impl<O: PriceOrdering> Ledger<O> {
    /// Create an empty ledger with the default arena sizing
    pub fn new() -> Self {
        Self::with_config(&ArenaConfig::default())
    }

    pub fn with_config(config: &ArenaConfig) -> Self {
        Self {
            nodes: ChunkedSlab::new(config.chunk_capacity, config.max_chunks),
            root: None,
            _ordering: PhantomData,
        }
    }

    // ========================================================================
    // Size
    // ========================================================================

    /// Number of levels
    #[inline]
    pub fn len(&self) -> usize {
        self.nodes.len()
    }

    #[inline]
    pub fn is_empty(&self) -> bool {
        self.root.is_none()
    }

    /// Maximum number of levels
    #[inline]
    pub fn capacity(&self) -> usize {
        self.nodes.capacity()
    }

    /// Whether a new level can still be created
    #[inline]
    pub fn has_vacancy(&self) -> bool {
        self.nodes.has_vacancy()
    }

    /// Whether `upsert(price, _)` would succeed
    #[inline]
    pub fn can_insert(&self, price: Price) -> bool {
        self.has_vacancy() || self.contains(price)
    }

    /// Read-only view of the backing arena
    #[inline]
    pub fn arena(&self) -> &ChunkedSlab<LevelNode> {
        &self.nodes
    }

    // ========================================================================
    // Queries
    // ========================================================================

    /// Price of the first level, or the side's empty sentinel
    #[inline]
    pub fn top_price(&self) -> Price {
        self.first().map_or(O::EMPTY, |key| self.nodes[key].price)
    }

    /// First level as a cached-best value
    #[inline]
    pub fn top(&self) -> BestPrice {
        match self.first() {
            Some(key) => BestPrice::at(self.nodes[key].price),
            None => BestPrice::empty(O::EMPTY),
        }
    }

    #[inline]
    pub fn contains(&self, price: Price) -> bool {
        self.find(price).is_some()
    }

    /// Quantity resting at `price`
    pub fn quantity_at(&self, price: Price) -> Option<Qty> {
        self.find(price).map(|key| self.nodes[key].quantity)
    }

    /// Sum of all resting quantity
    pub fn total_quantity(&self) -> Qty {
        self.iter().map(|level| level.quantity).sum()
    }

    /// How much of `want` could be taken by `consume_from(limit, want)`,
    /// without taking it
    pub fn matchable_quantity(&self, limit: Option<Price>, want: Qty) -> Qty {
        let mut available: Qty = 0;
        for level in self.iter() {
            if available >= want || !Self::eligible(limit, level.price) {
                break;
            }
            available = available.saturating_add(level.quantity);
        }
        available.min(want)
    }

    /// Levels in priority order
    pub fn iter(&self) -> Iter<'_, O> {
        let mut iter = Iter {
            nodes: &self.nodes,
            stack: [None; MAX_HEIGHT],
            depth: 0,
            _ordering: PhantomData,
        };
        iter.push_left_spine(self.root);
        iter
    }

    /// Copy up to `out.len()` levels in priority order into `out`,
    /// returning how many were written
    pub fn snapshot_into(&self, out: &mut [PriceLevel]) -> usize {
        let mut written = 0;
        for (slot, level) in out.iter_mut().zip(self.iter()) {
            *slot = level;
            written += 1;
        }
        written
    }

    /// Copy up to `max_depth` levels in priority order
    pub fn snapshot(&self, max_depth: usize) -> Vec<PriceLevel> {
        self.iter().take(max_depth).collect()
    }

    // ========================================================================
    // Mutation
    // ========================================================================

    /// Add `quantity` to the level at `price`, creating it if needed.
    ///
    /// # Returns
    ///
    /// `true` if a new level was created. A zero `quantity` or a NaN or
    /// infinite `price` is a no-op.
    ///
    /// # Errors
    ///
    /// [`SlabError::CapacityExceeded`] if a new level is needed and the arena
    /// is full. The ledger is unchanged in that case.
    pub fn upsert(&mut self, price: Price, quantity: Qty) -> Result<bool, SlabError> {
        if quantity == 0 || !price.is_finite() {
            return Ok(false);
        }

        if let Some(key) = self.find(price) {
            let node = &mut self.nodes[key];
            node.quantity = node.quantity.saturating_add(quantity);
            return Ok(false);
        }

        let key = self.nodes.allocate(LevelNode::new(price, quantity))?;
        self.root = Some(self.insert_node(self.root, key));
        Ok(true)
    }

    /// Take up to `quantity` from the front of the ledger.
    ///
    /// Walks levels in priority order, stopping after the last level not
    /// worse than `limit` (inclusive; `None` means no limit). Levels emptied
    /// along the way are erased; the level that stops the walk is
    /// decremented in place.
    ///
    /// # Returns
    ///
    /// The part of `quantity` that found no eligible level.
    pub fn consume_from(&mut self, limit: Option<Price>, quantity: Qty) -> Qty {
        let mut remaining = quantity;

        while remaining > 0 {
            let Some(key) = self.first() else {
                break;
            };
            let level = &mut self.nodes[key];
            if !Self::eligible(limit, level.price) {
                break;
            }

            if level.quantity > remaining {
                level.quantity -= remaining;
                remaining = 0;
            } else {
                remaining -= level.quantity;
                self.pop_first();
            }
        }

        remaining
    }

    /// Remove `quantity` from the level at `price`.
    ///
    /// The level is erased if it holds no more than `quantity`.
    ///
    /// # Returns
    ///
    /// `None` if no level exists at `price` (nothing changes), otherwise the
    /// quantity left at the level, `Some(0)` meaning it was erased.
    pub fn reduce_at(&mut self, price: Price, quantity: Qty) -> Option<Qty> {
        let key = self.find(price)?;
        let node = &mut self.nodes[key];

        if node.quantity > quantity {
            node.quantity -= quantity;
            return Some(node.quantity);
        }

        let stored = node.price;
        self.root = self.remove_node(self.root, stored);
        Some(0)
    }

    /// Remove every level. Arena chunks stay allocated.
    pub fn clear(&mut self) {
        self.nodes.clear();
        self.root = None;
    }

    // ========================================================================
    // Tree internals
    // ========================================================================

    #[inline(always)]
    fn eligible(limit: Option<Price>, price: Price) -> bool {
        match limit {
            Some(limit) => !limit.is_nan() && !O::precedes(limit, price),
            None => true,
        }
    }

    fn find(&self, price: Price) -> Option<SlotKey> {
        let mut cursor = self.root;
        while let Some(key) = cursor {
            let node = &self.nodes[key];
            if O::precedes(price, node.price) {
                cursor = node.left;
            } else if O::precedes(node.price, price) {
                cursor = node.right;
            } else {
                return Some(key);
            }
        }
        None
    }

    #[inline]
    fn first(&self) -> Option<SlotKey> {
        let mut key = self.root?;
        while let Some(left) = self.nodes[key].left {
            key = left;
        }
        Some(key)
    }

    fn pop_first(&mut self) -> Option<LevelNode> {
        let root = self.root?;
        let (new_root, min) = self.detach_min(root);
        self.root = new_root;
        self.nodes.free(min)
    }

    #[inline]
    fn height(&self, key: Option<SlotKey>) -> u8 {
        key.map_or(0, |key| self.nodes[key].height)
    }

    #[inline]
    fn balance_factor(&self, key: SlotKey) -> i16 {
        let node = &self.nodes[key];
        i16::from(self.height(node.left)) - i16::from(self.height(node.right))
    }

    #[inline]
    fn update_height(&mut self, key: SlotKey) {
        let node = &self.nodes[key];
        let height = 1 + self.height(node.left).max(self.height(node.right));
        self.nodes[key].height = height;
    }

    fn rotate_right(&mut self, key: SlotKey) -> SlotKey {
        let Some(pivot) = self.nodes[key].left else {
            return key;
        };
        self.nodes[key].left = self.nodes[pivot].right;
        self.nodes[pivot].right = Some(key);
        self.update_height(key);
        self.update_height(pivot);
        pivot
    }

    fn rotate_left(&mut self, key: SlotKey) -> SlotKey {
        let Some(pivot) = self.nodes[key].right else {
            return key;
        };
        self.nodes[key].right = self.nodes[pivot].left;
        self.nodes[pivot].left = Some(key);
        self.update_height(key);
        self.update_height(pivot);
        pivot
    }

    fn rebalance(&mut self, key: SlotKey) -> SlotKey {
        self.update_height(key);
        let balance = self.balance_factor(key);

        if balance > 1 {
            if let Some(left) = self.nodes[key].left {
                if self.balance_factor(left) < 0 {
                    let rotated = self.rotate_left(left);
                    self.nodes[key].left = Some(rotated);
                }
            }
            return self.rotate_right(key);
        }

        if balance < -1 {
            if let Some(right) = self.nodes[key].right {
                if self.balance_factor(right) > 0 {
                    let rotated = self.rotate_right(right);
                    self.nodes[key].right = Some(rotated);
                }
            }
            return self.rotate_left(key);
        }

        key
    }

    fn insert_node(&mut self, subtree: Option<SlotKey>, key: SlotKey) -> SlotKey {
        let Some(root) = subtree else {
            return key;
        };

        let price = self.nodes[key].price;
        if O::precedes(price, self.nodes[root].price) {
            let left = self.nodes[root].left;
            let child = self.insert_node(left, key);
            self.nodes[root].left = Some(child);
        } else {
            let right = self.nodes[root].right;
            let child = self.insert_node(right, key);
            self.nodes[root].right = Some(child);
        }

        self.rebalance(root)
    }

    /// Unlink the highest-priority node of `subtree`, returning the new
    /// subtree root and the detached key (still allocated).
    fn detach_min(&mut self, subtree: SlotKey) -> (Option<SlotKey>, SlotKey) {
        match self.nodes[subtree].left {
            None => (self.nodes[subtree].right, subtree),
            Some(left) => {
                let (new_left, min) = self.detach_min(left);
                self.nodes[subtree].left = new_left;
                (Some(self.rebalance(subtree)), min)
            }
        }
    }

    fn remove_node(&mut self, subtree: Option<SlotKey>, price: Price) -> Option<SlotKey> {
        let root = subtree?;
        let node_price = self.nodes[root].price;

        if O::precedes(price, node_price) {
            let left = self.nodes[root].left;
            self.nodes[root].left = self.remove_node(left, price);
        } else if O::precedes(node_price, price) {
            let right = self.nodes[root].right;
            self.nodes[root].right = self.remove_node(right, price);
        } else {
            let (left, right) = (self.nodes[root].left, self.nodes[root].right);
            let replacement = match (left, right) {
                (None, child) | (child, None) => child,
                (Some(left), Some(right)) => {
                    let (new_right, successor) = self.detach_min(right);
                    self.nodes[successor].left = Some(left);
                    self.nodes[successor].right = new_right;
                    Some(self.rebalance(successor))
                }
            };
            self.nodes.free(root);
            return replacement;
        }

        Some(self.rebalance(root))
    }
}
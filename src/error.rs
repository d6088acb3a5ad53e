//! Error types.
//!
//! Only resource exhaustion is an error. Cancelling a level that does not
//! exist and submitting an order of unknown shape are defined as no-ops and
//! never surface here.

use thiserror::Error;

use crate::types::Side;

/// Errors raised by the slab arena.
#[derive(Debug, Clone, Copy, PartialEq, Eq, Error)]
pub enum SlabError {
    /// Every cell up to the configured maximum is in use
    #[error("slab capacity exceeded ({capacity} cells)")]
    CapacityExceeded { capacity: usize },
}

/// Errors raised by the matching engine.
#[derive(Debug, Clone, Copy, PartialEq, Eq, Error)]
pub enum BookError {
    /// A new level was needed on `side` but its arena is exhausted.
    /// The book is left exactly as it was before the call.
    #[error("{side} ledger capacity exceeded ({capacity} levels)")]
    CapacityExceeded { side: Side, capacity: usize },
}

impl BookError {
    pub(crate) fn from_slab(side: Side, err: SlabError) -> Self {
        match err {
            SlabError::CapacityExceeded { capacity } => BookError::CapacityExceeded { side, capacity },
        }
    }
}

/// Errors raised while loading configuration.
#[derive(Debug, Error)]
pub enum ConfigError {
    #[error("failed to read config file: {0}")]
    Io(#[from] std::io::Error),

    #[error("failed to parse config file: {0}")]
    Parse(#[from] toml::de::Error),

    #[error("invalid config: {0}")]
    Invalid(String),
}
//! Bounded-depth book snapshot.
//!
//! [`Orderbook`] is owned by the reader and filled on demand by
//! [`Broker::get_order_book`](crate::engine::Broker::get_order_book). It is a
//! copy: nothing in it aliases the live ledgers, and filling it never
//! allocates.

use std::fmt;

use crate::types::price::{Price, Qty};

/// Aggregated quantity resting at one price.
#[derive(Debug, Clone, Copy, PartialEq, Default)]
pub struct PriceLevel {
    pub price: Price,
    pub quantity: Qty,
}

impl PriceLevel {
    /// Zeroed level used to initialise snapshot storage
    pub const ZERO: PriceLevel = PriceLevel {
        price: 0.0,
        quantity: 0,
    };

    pub fn new(price: Price, quantity: Qty) -> Self {
        Self { price, quantity }
    }
}

/// Fixed-capacity snapshot of up to `DEPTH` levels per side.
///
/// ## Example
///
/// ```
/// use flatbook::types::Orderbook;
///
/// let book = Orderbook::<10>::new();
/// assert_eq!(book.max_depth(), 10);
/// assert!(book.bids().is_empty());
/// ```
#[derive(Debug, Clone)]
pub struct Orderbook<const DEPTH: usize> {
    /// Number of populated entries in `bid_levels`
    pub bid_count: usize,

    /// Number of populated entries in `ask_levels`
    pub ask_count: usize,

    /// Bid levels, best (highest) first
    pub bid_levels: [PriceLevel; DEPTH],

    /// Ask levels, best (lowest) first
    pub ask_levels: [PriceLevel; DEPTH],
}

impl<const DEPTH: usize> Default for Orderbook<DEPTH> {
    fn default() -> Self {
        Self::new()
    }
}

impl<const DEPTH: usize> Orderbook<DEPTH> {
    pub const MAX_DEPTH: usize = DEPTH;

    pub fn new() -> Self {
        Self {
            bid_count: 0,
            ask_count: 0,
            bid_levels: [PriceLevel::ZERO; DEPTH],
            ask_levels: [PriceLevel::ZERO; DEPTH],
        }
    }

    #[inline]
    pub fn max_depth(&self) -> usize {
        DEPTH
    }

    /// Populated bid levels
    #[inline]
    pub fn bids(&self) -> &[PriceLevel] {
        &self.bid_levels[..self.bid_count]
    }

    /// Populated ask levels
    #[inline]
    pub fn asks(&self) -> &[PriceLevel] {
        &self.ask_levels[..self.ask_count]
    }

    /// Reset both counts (storage is left as is)
    pub fn clear(&mut self) {
        self.bid_count = 0;
        self.ask_count = 0;
    }
}

impl<const DEPTH: usize> fmt::Display for Orderbook<DEPTH> {
    fn fmt(&self, f: &mut fmt::Formatter<'_>) -> fmt::Result {
        writeln!(f, "===============orderbook::asks===============")?;
        for level in self.asks() {
            writeln!(f, "price:{} qty:{}", level.price, level.quantity)?;
        }
        writeln!(f, "===============orderbook::bids===============")?;
        for level in self.bids() {
            writeln!(f, "price:{} qty:{}", level.price, level.quantity)?;
        }
        write!(f, "=============================================")
    }
}

// ============================================================================
// Unit Tests
// ============================================================================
══════
Find every line above where the word "than" occurs, and copy that line.

    /// worse than `limit` (inclusive; `None` means no limit). Levels emptied
    /// The level is erased if it holds no more than `quantity`.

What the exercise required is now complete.